## Task requirements
The stretch wanted below opens at the line containing "the active instance" and closes at the line containing "self.switch(None, Some(model))?;". Please return it exactly, with no other lines.

** Supplied entries follows **

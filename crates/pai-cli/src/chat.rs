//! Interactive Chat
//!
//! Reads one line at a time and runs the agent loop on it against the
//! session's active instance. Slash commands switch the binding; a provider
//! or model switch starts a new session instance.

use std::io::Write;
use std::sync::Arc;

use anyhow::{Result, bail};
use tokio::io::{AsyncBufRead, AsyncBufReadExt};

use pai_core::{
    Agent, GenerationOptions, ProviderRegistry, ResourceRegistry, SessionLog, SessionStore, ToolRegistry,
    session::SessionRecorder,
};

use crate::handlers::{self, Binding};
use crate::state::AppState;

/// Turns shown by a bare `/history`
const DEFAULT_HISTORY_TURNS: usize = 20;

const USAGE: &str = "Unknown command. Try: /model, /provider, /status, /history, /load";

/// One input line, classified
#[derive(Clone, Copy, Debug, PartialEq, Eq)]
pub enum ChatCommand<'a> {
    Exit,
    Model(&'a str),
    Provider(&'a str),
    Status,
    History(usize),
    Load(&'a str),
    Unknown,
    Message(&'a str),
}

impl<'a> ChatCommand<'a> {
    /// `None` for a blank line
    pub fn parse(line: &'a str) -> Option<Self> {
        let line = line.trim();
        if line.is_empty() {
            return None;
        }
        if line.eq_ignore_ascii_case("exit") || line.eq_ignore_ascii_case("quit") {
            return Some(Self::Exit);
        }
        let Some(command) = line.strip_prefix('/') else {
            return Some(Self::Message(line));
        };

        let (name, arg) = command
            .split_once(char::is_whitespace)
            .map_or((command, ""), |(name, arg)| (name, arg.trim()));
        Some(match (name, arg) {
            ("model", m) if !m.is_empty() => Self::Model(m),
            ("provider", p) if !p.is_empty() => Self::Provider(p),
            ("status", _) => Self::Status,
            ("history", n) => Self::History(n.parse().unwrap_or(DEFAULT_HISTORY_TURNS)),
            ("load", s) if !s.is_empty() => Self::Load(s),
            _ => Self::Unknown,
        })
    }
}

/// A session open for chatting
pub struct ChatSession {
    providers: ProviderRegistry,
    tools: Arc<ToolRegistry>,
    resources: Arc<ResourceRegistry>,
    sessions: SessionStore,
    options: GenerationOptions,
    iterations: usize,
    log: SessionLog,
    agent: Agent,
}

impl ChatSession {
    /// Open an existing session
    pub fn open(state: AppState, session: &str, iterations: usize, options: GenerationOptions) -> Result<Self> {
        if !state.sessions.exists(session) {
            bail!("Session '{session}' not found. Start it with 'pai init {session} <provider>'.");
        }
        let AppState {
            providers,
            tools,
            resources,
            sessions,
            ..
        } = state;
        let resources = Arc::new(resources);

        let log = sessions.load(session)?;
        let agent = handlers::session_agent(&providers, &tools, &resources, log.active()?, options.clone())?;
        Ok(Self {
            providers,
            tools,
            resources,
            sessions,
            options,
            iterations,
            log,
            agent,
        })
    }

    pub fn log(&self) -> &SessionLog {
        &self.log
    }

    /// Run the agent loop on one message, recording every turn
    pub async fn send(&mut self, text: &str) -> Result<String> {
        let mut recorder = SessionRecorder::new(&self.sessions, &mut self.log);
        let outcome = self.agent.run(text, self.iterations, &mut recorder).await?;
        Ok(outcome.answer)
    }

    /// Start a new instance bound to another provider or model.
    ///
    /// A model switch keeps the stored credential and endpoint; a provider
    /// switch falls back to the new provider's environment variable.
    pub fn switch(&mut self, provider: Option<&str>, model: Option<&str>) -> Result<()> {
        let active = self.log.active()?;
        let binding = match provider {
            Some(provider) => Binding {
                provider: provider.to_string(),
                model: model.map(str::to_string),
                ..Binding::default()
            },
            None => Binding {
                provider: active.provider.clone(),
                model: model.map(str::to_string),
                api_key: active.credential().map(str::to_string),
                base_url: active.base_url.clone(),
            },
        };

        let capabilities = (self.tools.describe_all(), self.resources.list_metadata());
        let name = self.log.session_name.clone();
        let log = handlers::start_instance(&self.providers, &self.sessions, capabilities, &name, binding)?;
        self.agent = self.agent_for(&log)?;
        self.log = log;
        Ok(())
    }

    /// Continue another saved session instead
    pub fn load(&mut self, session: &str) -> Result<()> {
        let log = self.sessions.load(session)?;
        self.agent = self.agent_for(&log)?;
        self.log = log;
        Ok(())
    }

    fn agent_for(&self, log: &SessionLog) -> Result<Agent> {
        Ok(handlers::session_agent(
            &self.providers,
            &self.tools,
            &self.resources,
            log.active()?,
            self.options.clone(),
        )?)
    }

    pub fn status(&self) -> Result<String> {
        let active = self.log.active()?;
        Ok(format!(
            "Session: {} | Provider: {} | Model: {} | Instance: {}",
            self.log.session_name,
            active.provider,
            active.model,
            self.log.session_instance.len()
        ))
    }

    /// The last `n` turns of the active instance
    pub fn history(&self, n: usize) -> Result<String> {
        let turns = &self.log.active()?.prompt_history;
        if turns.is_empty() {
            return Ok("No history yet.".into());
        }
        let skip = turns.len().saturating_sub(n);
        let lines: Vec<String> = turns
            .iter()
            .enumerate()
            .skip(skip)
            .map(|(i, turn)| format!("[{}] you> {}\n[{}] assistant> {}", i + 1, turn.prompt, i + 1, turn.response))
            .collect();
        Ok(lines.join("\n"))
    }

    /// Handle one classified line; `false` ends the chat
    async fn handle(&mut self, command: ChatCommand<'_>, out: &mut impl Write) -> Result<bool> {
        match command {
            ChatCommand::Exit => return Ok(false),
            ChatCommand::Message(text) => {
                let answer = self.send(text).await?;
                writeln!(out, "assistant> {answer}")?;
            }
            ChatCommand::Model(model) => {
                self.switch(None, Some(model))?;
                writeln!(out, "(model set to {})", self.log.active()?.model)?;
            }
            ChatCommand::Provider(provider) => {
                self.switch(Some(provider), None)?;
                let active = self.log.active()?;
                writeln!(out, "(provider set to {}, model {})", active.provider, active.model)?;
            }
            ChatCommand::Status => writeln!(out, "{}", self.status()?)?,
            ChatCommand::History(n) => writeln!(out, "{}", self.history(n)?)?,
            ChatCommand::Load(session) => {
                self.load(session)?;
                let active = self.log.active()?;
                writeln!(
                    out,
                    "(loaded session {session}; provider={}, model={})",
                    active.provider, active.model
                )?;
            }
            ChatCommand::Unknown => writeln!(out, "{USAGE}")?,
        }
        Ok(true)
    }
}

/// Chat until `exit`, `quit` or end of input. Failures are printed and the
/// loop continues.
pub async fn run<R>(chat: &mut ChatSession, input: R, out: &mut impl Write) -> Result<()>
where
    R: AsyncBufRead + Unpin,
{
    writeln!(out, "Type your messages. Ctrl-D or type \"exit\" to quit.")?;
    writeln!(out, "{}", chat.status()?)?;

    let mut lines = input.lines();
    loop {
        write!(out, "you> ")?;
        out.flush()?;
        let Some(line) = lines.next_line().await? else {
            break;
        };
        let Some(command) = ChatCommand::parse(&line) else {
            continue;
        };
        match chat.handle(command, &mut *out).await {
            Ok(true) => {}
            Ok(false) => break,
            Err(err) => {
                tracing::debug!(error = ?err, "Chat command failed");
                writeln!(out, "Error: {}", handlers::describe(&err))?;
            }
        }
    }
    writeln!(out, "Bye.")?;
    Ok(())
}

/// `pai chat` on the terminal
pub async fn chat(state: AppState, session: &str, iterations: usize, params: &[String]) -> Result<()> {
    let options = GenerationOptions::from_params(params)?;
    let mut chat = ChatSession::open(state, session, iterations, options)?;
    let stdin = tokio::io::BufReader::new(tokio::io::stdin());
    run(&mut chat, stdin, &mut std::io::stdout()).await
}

** End of Supplied entries **
** Supplied entries follows **

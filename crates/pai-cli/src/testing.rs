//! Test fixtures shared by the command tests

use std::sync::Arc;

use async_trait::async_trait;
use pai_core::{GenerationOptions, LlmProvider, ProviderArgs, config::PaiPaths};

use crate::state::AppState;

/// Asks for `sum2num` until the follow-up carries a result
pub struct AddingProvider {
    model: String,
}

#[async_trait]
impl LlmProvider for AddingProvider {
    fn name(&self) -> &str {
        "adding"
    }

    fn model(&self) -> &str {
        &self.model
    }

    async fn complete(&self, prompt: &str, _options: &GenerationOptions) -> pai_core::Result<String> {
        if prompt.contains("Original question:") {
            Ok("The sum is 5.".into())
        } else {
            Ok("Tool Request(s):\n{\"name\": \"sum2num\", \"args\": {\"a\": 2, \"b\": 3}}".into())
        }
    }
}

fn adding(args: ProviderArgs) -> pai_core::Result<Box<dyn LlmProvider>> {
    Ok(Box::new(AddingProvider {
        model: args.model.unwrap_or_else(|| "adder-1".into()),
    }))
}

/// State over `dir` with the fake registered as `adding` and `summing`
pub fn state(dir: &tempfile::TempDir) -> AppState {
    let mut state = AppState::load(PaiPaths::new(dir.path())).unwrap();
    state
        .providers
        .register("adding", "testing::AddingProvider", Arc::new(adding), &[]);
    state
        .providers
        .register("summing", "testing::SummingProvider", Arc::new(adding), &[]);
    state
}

** End of Supplied entries **
** Supplied entries follows **

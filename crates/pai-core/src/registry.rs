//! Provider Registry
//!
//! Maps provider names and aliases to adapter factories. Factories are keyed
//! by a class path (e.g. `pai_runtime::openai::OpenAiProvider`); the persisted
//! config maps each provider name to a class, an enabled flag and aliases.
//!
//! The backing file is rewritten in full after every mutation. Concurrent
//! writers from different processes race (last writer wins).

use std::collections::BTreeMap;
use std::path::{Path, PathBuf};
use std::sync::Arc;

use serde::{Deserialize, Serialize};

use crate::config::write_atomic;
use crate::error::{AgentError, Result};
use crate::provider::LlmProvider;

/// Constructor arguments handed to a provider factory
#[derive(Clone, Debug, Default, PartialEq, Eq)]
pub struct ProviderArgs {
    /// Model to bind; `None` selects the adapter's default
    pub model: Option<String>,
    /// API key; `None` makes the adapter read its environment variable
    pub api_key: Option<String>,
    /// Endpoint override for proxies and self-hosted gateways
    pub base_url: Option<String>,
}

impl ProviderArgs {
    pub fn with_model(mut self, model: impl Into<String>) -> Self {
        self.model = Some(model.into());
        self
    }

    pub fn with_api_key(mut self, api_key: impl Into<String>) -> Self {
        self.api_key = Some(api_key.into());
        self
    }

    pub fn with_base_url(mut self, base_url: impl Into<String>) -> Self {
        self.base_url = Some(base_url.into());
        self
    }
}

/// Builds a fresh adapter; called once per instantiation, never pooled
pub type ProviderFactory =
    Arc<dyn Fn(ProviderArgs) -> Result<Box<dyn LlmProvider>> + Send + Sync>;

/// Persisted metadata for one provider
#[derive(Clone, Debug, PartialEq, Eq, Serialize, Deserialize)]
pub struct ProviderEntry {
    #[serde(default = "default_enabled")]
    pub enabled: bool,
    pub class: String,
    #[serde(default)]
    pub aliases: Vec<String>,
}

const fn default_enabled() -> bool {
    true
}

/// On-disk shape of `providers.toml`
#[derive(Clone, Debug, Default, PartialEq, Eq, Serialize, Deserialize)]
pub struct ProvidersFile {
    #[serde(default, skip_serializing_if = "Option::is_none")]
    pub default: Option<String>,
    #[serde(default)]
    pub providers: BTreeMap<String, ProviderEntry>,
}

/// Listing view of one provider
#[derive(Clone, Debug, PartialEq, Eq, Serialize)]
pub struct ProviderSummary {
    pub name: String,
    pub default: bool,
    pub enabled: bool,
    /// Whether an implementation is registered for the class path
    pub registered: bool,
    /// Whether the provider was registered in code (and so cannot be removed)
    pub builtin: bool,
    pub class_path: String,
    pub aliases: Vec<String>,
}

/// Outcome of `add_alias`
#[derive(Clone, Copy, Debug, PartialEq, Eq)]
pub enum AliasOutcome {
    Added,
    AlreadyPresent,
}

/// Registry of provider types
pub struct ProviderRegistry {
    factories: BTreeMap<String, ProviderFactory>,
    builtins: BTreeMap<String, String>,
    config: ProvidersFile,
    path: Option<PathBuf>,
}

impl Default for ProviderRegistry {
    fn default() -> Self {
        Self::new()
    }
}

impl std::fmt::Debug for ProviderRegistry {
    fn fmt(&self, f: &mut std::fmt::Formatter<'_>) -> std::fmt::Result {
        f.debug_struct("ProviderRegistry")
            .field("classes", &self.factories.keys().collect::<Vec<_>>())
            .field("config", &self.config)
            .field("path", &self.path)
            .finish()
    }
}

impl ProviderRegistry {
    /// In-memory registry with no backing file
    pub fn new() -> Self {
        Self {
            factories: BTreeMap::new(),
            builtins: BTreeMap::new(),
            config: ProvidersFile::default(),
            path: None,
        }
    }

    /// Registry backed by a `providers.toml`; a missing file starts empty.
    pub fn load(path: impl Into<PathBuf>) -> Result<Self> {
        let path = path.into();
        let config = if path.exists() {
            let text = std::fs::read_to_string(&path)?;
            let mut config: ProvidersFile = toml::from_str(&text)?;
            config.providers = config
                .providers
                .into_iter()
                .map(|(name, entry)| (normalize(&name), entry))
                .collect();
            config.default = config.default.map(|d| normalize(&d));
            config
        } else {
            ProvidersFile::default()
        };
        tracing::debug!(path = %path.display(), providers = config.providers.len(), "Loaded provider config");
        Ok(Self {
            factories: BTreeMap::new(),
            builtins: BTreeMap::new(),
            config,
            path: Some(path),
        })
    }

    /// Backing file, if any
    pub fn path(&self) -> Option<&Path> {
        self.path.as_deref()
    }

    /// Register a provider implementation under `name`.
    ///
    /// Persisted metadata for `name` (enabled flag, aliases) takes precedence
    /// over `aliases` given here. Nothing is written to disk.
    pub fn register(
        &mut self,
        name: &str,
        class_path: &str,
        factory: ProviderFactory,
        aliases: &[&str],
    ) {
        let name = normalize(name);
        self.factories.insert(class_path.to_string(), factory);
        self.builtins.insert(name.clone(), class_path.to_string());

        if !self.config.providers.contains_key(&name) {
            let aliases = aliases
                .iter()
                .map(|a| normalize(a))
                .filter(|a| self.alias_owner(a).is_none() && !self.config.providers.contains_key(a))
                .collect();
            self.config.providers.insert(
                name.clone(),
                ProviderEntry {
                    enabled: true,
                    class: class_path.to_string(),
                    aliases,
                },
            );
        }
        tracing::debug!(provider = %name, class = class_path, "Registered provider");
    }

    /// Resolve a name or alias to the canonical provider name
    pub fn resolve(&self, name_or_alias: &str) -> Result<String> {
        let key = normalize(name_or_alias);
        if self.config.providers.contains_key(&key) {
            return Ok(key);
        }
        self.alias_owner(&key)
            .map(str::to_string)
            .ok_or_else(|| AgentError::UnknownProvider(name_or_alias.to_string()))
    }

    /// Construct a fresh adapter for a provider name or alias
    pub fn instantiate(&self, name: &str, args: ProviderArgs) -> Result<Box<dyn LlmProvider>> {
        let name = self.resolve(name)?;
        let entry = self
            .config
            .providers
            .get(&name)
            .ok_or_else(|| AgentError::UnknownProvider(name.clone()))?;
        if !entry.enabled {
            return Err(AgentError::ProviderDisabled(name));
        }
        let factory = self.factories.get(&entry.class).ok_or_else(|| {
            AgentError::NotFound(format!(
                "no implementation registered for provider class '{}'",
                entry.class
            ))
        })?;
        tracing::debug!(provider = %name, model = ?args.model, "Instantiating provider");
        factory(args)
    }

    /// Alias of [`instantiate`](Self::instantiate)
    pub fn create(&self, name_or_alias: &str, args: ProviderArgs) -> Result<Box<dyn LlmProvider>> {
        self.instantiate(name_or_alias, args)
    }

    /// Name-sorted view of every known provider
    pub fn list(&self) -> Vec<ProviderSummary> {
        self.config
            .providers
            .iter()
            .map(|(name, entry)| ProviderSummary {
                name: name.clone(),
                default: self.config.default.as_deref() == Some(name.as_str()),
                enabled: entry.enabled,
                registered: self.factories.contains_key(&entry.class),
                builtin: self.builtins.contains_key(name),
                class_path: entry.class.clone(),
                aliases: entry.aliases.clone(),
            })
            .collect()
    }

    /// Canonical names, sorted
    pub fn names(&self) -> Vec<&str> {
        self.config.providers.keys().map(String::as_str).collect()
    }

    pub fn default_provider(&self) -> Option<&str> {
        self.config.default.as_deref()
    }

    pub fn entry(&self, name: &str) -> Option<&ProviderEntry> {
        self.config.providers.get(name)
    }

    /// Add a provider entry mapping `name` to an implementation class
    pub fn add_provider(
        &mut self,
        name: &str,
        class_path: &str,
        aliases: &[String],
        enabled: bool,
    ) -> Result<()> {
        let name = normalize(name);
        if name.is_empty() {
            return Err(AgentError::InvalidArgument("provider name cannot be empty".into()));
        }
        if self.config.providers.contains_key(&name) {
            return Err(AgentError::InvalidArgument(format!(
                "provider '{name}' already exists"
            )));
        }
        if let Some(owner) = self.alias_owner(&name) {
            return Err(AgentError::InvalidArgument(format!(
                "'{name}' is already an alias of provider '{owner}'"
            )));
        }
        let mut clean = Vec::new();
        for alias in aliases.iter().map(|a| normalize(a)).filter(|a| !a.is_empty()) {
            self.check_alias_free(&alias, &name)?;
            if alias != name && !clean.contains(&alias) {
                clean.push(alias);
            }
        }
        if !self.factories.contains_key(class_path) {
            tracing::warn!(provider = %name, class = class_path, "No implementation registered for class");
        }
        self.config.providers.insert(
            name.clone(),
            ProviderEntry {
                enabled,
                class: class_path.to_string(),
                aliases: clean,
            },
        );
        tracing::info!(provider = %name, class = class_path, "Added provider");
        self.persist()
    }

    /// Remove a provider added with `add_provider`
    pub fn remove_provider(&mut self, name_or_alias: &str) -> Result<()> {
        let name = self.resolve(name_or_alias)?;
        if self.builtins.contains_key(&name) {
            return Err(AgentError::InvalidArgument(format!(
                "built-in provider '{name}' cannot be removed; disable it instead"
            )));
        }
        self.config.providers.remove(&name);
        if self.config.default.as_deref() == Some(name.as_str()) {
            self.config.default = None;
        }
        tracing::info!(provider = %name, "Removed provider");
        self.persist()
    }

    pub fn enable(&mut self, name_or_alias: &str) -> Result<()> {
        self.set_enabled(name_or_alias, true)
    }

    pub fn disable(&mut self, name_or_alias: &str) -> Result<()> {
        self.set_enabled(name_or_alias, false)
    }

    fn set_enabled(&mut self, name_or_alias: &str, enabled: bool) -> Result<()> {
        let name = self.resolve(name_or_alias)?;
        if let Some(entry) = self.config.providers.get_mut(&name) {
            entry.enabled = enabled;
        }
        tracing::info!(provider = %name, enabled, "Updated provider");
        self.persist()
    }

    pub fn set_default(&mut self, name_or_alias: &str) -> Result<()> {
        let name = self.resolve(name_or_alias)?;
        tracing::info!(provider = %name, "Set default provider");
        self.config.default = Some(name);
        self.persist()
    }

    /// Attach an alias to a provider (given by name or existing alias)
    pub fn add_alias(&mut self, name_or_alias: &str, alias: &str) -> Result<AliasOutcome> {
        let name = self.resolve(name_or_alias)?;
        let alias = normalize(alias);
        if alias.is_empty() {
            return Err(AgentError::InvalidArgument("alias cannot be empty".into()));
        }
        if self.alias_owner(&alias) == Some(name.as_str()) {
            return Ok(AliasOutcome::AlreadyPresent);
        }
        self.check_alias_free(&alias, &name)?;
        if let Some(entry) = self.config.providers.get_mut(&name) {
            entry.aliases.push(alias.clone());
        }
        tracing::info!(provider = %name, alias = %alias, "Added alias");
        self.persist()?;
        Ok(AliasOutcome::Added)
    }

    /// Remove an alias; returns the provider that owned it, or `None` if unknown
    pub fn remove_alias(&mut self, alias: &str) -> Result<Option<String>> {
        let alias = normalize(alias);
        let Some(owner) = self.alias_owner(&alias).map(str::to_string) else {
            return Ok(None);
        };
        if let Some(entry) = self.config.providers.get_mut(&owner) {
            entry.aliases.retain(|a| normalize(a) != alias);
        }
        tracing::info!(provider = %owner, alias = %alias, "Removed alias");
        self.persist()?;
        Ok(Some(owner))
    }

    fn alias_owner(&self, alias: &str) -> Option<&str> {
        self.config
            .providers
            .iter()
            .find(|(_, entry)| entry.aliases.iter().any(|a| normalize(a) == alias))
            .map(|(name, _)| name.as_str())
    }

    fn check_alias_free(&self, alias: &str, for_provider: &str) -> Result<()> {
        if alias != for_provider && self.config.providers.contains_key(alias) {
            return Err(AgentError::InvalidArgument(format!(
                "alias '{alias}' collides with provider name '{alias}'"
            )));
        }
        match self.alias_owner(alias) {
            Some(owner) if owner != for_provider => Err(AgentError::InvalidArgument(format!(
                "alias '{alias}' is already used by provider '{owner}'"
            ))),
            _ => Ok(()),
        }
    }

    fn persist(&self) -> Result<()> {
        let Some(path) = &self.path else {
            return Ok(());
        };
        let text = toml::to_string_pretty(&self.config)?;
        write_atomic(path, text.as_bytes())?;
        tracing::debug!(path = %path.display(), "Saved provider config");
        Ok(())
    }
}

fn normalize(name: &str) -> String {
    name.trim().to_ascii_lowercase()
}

** End of Supplied entries **

## Completed task
    /// The last `n` turns of the active instance
    pub fn history(&self, n: usize) -> Result<String> {
        let turns = &self.log.active()?.prompt_history;
        if turns.is_empty() {
            return Ok("No history yet.".into());
        }
        let skip = turns.len().saturating_sub(n);
        let lines: Vec<String> = turns
            .iter()
            .enumerate()
            .skip(skip)
            .map(|(i, turn)| format!("[{}] you> {}\n[{}] assistant> {}", i + 1, turn.prompt, i + 1, turn.response))
            .collect();
        Ok(lines.join("\n"))
    }

    /// Handle one classified line; `false` ends the chat
    async fn handle(&mut self, command: ChatCommand<'_>, out: &mut impl Write) -> Result<bool> {
        match command {
            ChatCommand::Exit => return Ok(false),
            ChatCommand::Message(text) => {
                let answer = self.send(text).await?;
                writeln!(out, "assistant> {answer}")?;
            }
            ChatCommand::Model(model) => {
                self.switch(None, Some(model))?;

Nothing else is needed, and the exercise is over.